Entramos en el Viva la Pepa y lo sentamos en una de las sillas del fondo. Estaba Pepa la morena y dio un grito cuando lo vio. Le había brotado la sangre y le caía por la chaqueta.

—¡Pero qué ha pasado, santo cielo! ¡Qué te han hecho, Arturo!

—Nada… Pepita —balbuceó Paco—. Que se ha puesto un poquito chuleta y yo… vamos, nosotros, pues…

Pepa salió del mostrador y cogió la cabeza del Arturo con las manos.

—¡Pero qué le habéis hecho, bestias… más que bestias, si lo habéis matado!

—Me han jodido, Pepita —murmuró Arturo.

La chica siguió gimiendo y limpiándole la sangre. Me acerqué al tipo y le saqué el rollo de dinero del bolsillo.

—Tu dinero, Pepa —empecé a contarlo. Había ciento cincuenta mil en billetes de todos los calibres. Era lo que me había figurado al ver el volumen del mazo. Los tiré al mostrador—. Coge de ahí lo tuyo, ya ha dicho ante testigos que te debía ciento veintisiete mil cuatrocientas ochenta, un poco más de lo que me dijiste tú. Me debes el diez por ciento, o sea diecisiete mil, redondeando un poco.

—Pepi —moqueó Arturo—. Que me quieren quitar la recaudación. Haz algo.

Conté mi dinero, se lo mostré a Pepa y me lo guardé en el bolsillo. El dinero tropezó con la pistola. La saqué y le extraje el cargador y la bala de la recámara. Me guardé las balas en el bolsillo y le entregué el arma a Pepa. La cogió con los ojos mirando hacia muy lejos.

—Bueno, Toni, verás… no está bien lo que le habéis hecho a mi Arturo… mira cómo está.

—¡Pepi, mi dinero! —gritó.

—¿Habíamos quedado en esto, verdad?

—Bueno, sí… pero…

—Haz lo que quieras con ese dinero. Se lo puedes devolver o quemarlo, me da igual. Pero estas diecisiete mil son mías —me golpeé el bolsillo—. Espero que lo comprendas.

—¡Pepi! —volvió a gritar, Arturo.

—¡Yo te curaré, amor, no sufras!

—Tengo que irme al kiosco, Toni —dijo Paco—. Lo tengo solo.

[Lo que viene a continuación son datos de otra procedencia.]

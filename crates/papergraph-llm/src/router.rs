//! Backend selection: Groq when its key is present, otherwise Gemini.

use std::sync::Arc;

use papergraph_config::{ApiKeys, LlmConfig};

use crate::backend::{GeminiBackend, LlmBackend, LlmError, OpenAiCompatibleBackend};

#[derive(Debug, Clone, Copy, PartialEq, Eq)]
pub enum BackendKind {
    Groq,
    Gemini,
}

impl BackendKind {
    pub fn as_str(&self) -> &'static str {
        match self {
            BackendKind::Groq   => "groq",
            BackendKind::Gemini => "gemini",
        }
    }

    /// First backend whose key is configured, in preference order.
    pub fn preferred(keys: &ApiKeys) -> Option<Self> {
        if keys.groq.is_some() {
            Some(BackendKind::Groq)
        } else if keys.google.is_some() {
            Some(BackendKind::Gemini)
        } else {
            None
        }
    }
}

pub fn select_backend(
    config: &LlmConfig,
    keys: &ApiKeys,
) -> Result<Arc<dyn LlmBackend>, LlmError> {
    let kind = BackendKind::preferred(keys).ok_or_else(|| {
        LlmError::Unavailable(
            "neither GROQ_API_KEY nor GOOGLE_API_KEY is set".to_string()
        )
    })?;

    let backend: Arc<dyn LlmBackend> = match kind {
        BackendKind::Groq => Arc::new(OpenAiCompatibleBackend::new(
            &config.groq_base_url,
            &config.groq_model,
            keys.groq.clone(),
        )),
        BackendKind::Gemini => {
            tracing::warn!("GROQ_API_KEY is missing, using Gemini for LLM tasks");
            let key = keys.google.clone().unwrap_or_default();
            Arc::new(GeminiBackend::new(key, &config.gemini_model))
        }
    };

    tracing::info!(backend = kind.as_str(), model = backend.model_id(), "LLM backend selected");
    Ok(backend)
}
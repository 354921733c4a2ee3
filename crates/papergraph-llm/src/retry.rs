//! Exponential backoff for rate-limited remote calls.
//!
//! Only rate-limit failures are retried. Anything else propagates on the first
//! attempt so malformed output or auth errors surface immediately.

use async_trait::async_trait;
use papergraph_config::RetrySettings;
use std::fmt::Display;
use std::future::Future;
use std::time::Duration;

use crate::backend::LlmError;

/// Lowercase substrings that identify a throttled call in an error message.
///
/// A bare "rate" would match unrelated text such as the `generateContent`
/// path embedded in reqwest error messages.
const RATE_LIMIT_MARKERS: &[&str] = &[
    "429",
    "quota",
    "rate limit",
    "rate-limit",
    "rate_limit",
    "too many requests",
];

pub fn is_rate_limit_message(text: &str) -> bool {
    let lower = text.to_lowercase();
    RATE_LIMIT_MARKERS.iter().any(|m| lower.contains(m))
}

/// Errors that can tell whether they represent a rate-limit rejection.
pub trait RateLimitSignal {
    fn is_rate_limited(&self) -> bool;
}

impl RateLimitSignal for LlmError {
    fn is_rate_limited(&self) -> bool {
        match self {
            LlmError::RateLimitExceeded(_) => true,
            LlmError::ApiError { status: 429, .. } => true,
            other => is_rate_limit_message(&other.to_string()),
        }
    }
}

/// Told about backoff so a caller (usually a job) can surface it.
#[async_trait]
pub trait RetryObserver: Send + Sync {
    async fn on_backoff(&self, attempt: u32, delay: Duration);
    async fn on_resume(&self);
}

pub struct NoopObserver;

#[async_trait]
impl RetryObserver for NoopObserver {
    async fn on_backoff(&self, _attempt: u32, _delay: Duration) {}
    async fn on_resume(&self) {}
}

#[derive(Debug, Clone, Copy, PartialEq)]
pub struct RetryPolicy {
    /// Retries after the first call.
    pub max_retries: u32,
    pub base_delay: Duration,
    pub max_delay: Duration,
}

impl RetryPolicy {
    pub fn new(max_retries: u32, base_delay: Duration, max_delay: Duration) -> Self {
        Self { max_retries, base_delay, max_delay }
    }

    /// 3 retries, 2s base, 60s cap.
    pub fn extraction() -> Self {
        Self::new(3, Duration::from_secs(2), Duration::from_secs(60))
    }

    /// 5 retries, 5s base, 60s cap.
    pub fn synthesis() -> Self {
        Self::new(5, Duration::from_secs(5), Duration::from_secs(60))
    }

    /// `min(base * 2^attempt, max)`, attempt counted from zero.
    pub fn delay_for(&self, attempt: u32) -> Duration {
        let factor = 2u32.checked_pow(attempt).unwrap_or(u32::MAX);
        self.base_delay
            .checked_mul(factor)
            .map_or(self.max_delay, |d| d.min(self.max_delay))
    }

    /// Run `operation`, sleeping and retrying on rate-limit failures.
    ///
    /// Returns the last rate-limit error once retries are exhausted.
    pub async fn execute<F, Fut, T, E>(
        &self,
        observer: &dyn RetryObserver,
        mut operation: F,
    ) -> Result<T, E>
    where
        F: FnMut() -> Fut,
        Fut: Future<Output = Result<T, E>>,
        E: RateLimitSignal + Display,
    {
        let mut attempt = 0u32;
        loop {
            match operation().await {
                Ok(val) => return Ok(val),
                Err(e) if e.is_rate_limited() && attempt < self.max_retries => {
                    let delay = self.delay_for(attempt);
                    tracing::warn!(
                        attempt = attempt + 1,
                        max = self.max_retries,
                        delay_ms = delay.as_millis() as u64,
                        error = %e,
                        "Rate limit hit, backing off"
                    );
                    observer.on_backoff(attempt + 1, delay).await;
                    tokio::time::sleep(delay).await;
                    observer.on_resume().await;
                    attempt += 1;
                }
                Err(e) => return Err(e),
            }
        }
    }
}

impl From<&RetrySettings> for RetryPolicy {
    fn from(s: &RetrySettings) -> Self {
        Self::new(
            s.max_retries,
            delay_from_secs(s.base_delay_secs),
            delay_from_secs(s.max_delay_secs),
        )
    }
}

/// Unrepresentable values collapse to zero instead of panicking.
fn delay_from_secs(secs: f64) -> Duration {
    Duration::try_from_secs_f64(secs.max(0.0)).unwrap_or(Duration::ZERO)
}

Salimos fuera, escuchando los arrumacos de Pepa y los gemidos de Arturo. En la puerta del kiosco le di a Paco mil duros.

—Hombre, Toni, ya podías darme un poco más —dijo—. He hecho todo el trabajo. ¿Qué te parece la mitad?

Lo miré unos segundos y me entró un gran cansancio, como si hubiera subido unas escaleras a la pata coja.

Añadí dos billetes más y me fui despacio hasta la calle San Bernardo.

Paco me dijo que hacer negocios conmigo era estupendo.

En mi casa me di un baño lento y muy caliente y después me apliqué una cataplasma de patata picada y una yerba, llamada alorbas, en la rodilla. No tuve tiempo de abrir el sofá. Me dormí al instante.

Cuando desperté eran las diez de la noche y hacía frío. La hinchazón había desaparecido. Aquellas cataplasmas nos las poníamos después de los combates, cuando verdaderamente duelen los golpes y se infecta la piel.

Me levanté y sopesé el Gabilondo del 38. Estaba aceitado, limpio, cargado con las cápsulas mortales. Lo dejé donde estaba, sobre la mesilla. En el balcón, las luces verdes del anuncio luminoso se marcaban a intervalos.

Luces verdes. Luces verdes.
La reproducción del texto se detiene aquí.